(Collected data)
§

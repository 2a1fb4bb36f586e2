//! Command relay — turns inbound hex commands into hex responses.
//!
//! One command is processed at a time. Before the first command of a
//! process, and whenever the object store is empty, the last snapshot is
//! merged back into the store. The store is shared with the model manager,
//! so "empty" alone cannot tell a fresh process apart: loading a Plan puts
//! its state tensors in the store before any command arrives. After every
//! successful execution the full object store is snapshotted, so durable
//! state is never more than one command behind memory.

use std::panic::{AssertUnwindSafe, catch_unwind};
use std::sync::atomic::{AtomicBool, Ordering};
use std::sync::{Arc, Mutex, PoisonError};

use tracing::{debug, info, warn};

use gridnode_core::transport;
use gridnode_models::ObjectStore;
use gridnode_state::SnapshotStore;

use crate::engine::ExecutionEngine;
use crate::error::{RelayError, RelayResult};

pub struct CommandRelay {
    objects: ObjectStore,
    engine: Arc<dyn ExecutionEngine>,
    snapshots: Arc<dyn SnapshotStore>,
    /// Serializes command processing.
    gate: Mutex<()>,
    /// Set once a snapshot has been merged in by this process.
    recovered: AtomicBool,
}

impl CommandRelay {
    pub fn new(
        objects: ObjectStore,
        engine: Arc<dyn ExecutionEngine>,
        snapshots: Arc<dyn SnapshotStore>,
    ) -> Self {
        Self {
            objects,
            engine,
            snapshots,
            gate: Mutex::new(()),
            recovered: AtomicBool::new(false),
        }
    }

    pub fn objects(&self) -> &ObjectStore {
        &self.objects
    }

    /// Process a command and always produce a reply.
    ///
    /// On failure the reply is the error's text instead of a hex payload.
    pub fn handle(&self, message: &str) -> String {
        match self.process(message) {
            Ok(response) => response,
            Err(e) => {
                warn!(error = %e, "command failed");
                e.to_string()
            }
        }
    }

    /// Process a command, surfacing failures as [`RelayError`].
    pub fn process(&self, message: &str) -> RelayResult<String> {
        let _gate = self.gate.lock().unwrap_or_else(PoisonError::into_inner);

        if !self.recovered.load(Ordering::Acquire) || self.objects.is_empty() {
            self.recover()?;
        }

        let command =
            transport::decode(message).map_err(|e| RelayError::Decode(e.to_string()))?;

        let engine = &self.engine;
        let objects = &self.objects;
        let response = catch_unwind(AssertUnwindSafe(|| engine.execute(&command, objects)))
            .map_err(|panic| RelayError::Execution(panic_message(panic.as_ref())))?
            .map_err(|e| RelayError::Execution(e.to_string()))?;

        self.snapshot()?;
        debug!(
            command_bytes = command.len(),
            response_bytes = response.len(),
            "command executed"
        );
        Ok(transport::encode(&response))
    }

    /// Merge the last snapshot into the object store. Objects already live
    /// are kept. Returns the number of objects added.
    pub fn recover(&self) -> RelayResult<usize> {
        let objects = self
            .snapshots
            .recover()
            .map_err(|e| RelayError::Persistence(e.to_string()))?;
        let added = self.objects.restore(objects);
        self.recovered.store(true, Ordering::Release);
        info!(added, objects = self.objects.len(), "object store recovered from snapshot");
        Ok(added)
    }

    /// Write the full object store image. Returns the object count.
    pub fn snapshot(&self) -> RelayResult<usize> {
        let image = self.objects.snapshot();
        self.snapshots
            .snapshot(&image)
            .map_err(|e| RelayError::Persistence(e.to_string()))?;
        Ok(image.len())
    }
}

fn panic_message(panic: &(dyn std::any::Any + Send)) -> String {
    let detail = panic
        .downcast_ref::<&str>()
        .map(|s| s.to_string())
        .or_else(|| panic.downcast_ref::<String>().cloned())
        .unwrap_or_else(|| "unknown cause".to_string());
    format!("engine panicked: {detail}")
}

§

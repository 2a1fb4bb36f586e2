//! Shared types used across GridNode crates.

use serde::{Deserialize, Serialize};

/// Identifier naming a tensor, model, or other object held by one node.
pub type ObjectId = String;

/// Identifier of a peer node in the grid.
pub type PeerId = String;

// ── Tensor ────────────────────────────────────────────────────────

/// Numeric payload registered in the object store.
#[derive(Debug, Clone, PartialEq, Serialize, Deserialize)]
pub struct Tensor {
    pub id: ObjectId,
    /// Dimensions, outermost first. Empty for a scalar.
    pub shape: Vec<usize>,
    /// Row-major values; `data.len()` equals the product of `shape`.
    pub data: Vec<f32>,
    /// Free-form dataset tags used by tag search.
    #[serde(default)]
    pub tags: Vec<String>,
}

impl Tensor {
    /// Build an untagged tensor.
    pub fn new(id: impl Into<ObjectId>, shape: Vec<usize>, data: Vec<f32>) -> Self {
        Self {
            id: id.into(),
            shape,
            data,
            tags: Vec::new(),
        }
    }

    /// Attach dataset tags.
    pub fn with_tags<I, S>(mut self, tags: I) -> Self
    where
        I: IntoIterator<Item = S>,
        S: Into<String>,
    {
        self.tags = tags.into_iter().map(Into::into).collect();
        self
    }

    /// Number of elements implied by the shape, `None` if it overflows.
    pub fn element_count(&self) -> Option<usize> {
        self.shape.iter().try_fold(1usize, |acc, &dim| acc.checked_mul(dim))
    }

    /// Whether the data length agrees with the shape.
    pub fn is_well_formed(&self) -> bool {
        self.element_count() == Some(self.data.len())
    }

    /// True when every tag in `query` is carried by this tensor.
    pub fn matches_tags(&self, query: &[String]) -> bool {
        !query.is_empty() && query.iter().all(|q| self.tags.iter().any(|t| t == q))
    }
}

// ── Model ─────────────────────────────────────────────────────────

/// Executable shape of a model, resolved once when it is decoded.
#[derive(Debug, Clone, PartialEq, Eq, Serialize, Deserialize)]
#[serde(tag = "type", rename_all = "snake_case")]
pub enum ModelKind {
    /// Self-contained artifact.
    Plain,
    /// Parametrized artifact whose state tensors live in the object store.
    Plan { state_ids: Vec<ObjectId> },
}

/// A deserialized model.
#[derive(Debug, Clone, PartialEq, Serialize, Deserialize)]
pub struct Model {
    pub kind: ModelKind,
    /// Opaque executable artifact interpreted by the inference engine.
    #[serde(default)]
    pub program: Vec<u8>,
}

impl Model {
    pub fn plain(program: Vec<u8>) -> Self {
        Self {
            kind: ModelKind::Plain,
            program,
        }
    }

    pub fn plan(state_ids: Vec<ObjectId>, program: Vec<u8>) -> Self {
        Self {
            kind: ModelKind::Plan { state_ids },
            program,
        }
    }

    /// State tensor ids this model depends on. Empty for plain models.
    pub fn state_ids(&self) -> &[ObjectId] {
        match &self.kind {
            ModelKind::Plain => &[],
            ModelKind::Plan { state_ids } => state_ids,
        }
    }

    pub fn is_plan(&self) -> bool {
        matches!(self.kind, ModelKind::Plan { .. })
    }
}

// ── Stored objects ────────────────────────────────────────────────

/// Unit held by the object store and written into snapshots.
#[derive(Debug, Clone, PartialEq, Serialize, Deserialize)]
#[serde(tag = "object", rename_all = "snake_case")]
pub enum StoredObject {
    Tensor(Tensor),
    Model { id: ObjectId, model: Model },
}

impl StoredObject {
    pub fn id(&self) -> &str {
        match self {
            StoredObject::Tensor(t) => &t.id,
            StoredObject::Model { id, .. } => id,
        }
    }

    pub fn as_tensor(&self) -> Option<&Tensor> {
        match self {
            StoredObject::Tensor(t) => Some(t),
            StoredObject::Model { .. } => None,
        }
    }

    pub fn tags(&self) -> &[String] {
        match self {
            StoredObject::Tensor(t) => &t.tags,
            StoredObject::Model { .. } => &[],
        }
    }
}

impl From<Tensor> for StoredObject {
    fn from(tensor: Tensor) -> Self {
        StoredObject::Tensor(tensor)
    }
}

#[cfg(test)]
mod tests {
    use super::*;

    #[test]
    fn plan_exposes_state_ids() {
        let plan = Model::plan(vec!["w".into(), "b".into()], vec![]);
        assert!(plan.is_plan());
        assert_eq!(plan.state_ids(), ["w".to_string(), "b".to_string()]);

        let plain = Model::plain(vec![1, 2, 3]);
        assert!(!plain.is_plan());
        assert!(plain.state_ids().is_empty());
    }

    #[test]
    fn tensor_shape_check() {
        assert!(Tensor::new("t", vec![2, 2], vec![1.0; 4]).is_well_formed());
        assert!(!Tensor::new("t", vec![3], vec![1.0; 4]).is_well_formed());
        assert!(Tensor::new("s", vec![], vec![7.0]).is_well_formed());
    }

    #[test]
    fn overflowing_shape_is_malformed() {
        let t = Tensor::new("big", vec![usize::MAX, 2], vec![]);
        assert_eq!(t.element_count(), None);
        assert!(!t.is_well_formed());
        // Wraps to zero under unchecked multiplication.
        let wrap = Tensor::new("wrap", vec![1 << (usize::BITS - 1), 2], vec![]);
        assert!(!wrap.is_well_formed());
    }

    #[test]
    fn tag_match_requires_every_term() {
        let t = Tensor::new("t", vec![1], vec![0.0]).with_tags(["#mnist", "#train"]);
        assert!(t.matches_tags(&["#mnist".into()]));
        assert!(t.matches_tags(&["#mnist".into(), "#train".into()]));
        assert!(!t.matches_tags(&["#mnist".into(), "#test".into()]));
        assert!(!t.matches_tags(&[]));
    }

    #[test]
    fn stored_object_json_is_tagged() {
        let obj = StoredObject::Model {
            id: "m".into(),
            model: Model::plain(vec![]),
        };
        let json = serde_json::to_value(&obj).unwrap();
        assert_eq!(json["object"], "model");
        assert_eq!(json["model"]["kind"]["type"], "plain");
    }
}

§

> _EXERCISE AIM_
Using the entries above, repeat only the lines from the one containing "impl From<Tensor> for" through the one containing "2], vec![1.0; 4]).is_well_formed());", end lines included.

> _OUTPUT_
impl From<Tensor> for StoredObject {
    fn from(tensor: Tensor) -> Self {
        StoredObject::Tensor(tensor)
    }
}

#[cfg(test)]
mod tests {
    use super::*;

    #[test]
    fn plan_exposes_state_ids() {
        let plan = Model::plan(vec!["w".into(), "b".into()], vec![]);
        assert!(plan.is_plan());
        assert_eq!(plan.state_ids(), ["w".to_string(), "b".to_string()]);

        let plain = Model::plain(vec![1, 2, 3]);
        assert!(!plain.is_plan());
        assert!(plain.state_ids().is_empty());
    }

    #[test]
    fn tensor_shape_check() {
        assert!(Tensor::new("t", vec![2, 2], vec![1.0; 4]).is_well_formed());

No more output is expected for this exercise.